Directions for this task:
Here are some records; copy every line that holds the word "WaterLevel".

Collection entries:
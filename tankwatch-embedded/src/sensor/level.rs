use crate::types::WaterLevel;

/// Converts the distance to the water surface into a fill percentage of a
/// tank `tank_height_cm` deep. Distances outside the tank clamp to 0 or 100.
pub fn to_level(distance_cm: f32, tank_height_cm: f32) -> WaterLevel {
    if !(tank_height_cm > 0.0) {
        return WaterLevel {
            percentage: 0,
            distance_cm,
        };
    }

    let water_cm = (tank_height_cm - distance_cm).clamp(0.0, tank_height_cm);
    let percentage = libm::floorf(water_cm * 100.0 / tank_height_cm) as u8;

    WaterLevel {
        percentage: percentage.min(100),
        distance_cm,
    }
}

Task result:
use crate::types::WaterLevel;
pub fn to_level(distance_cm: f32, tank_height_cm: f32) -> WaterLevel {
        return WaterLevel {
    WaterLevel {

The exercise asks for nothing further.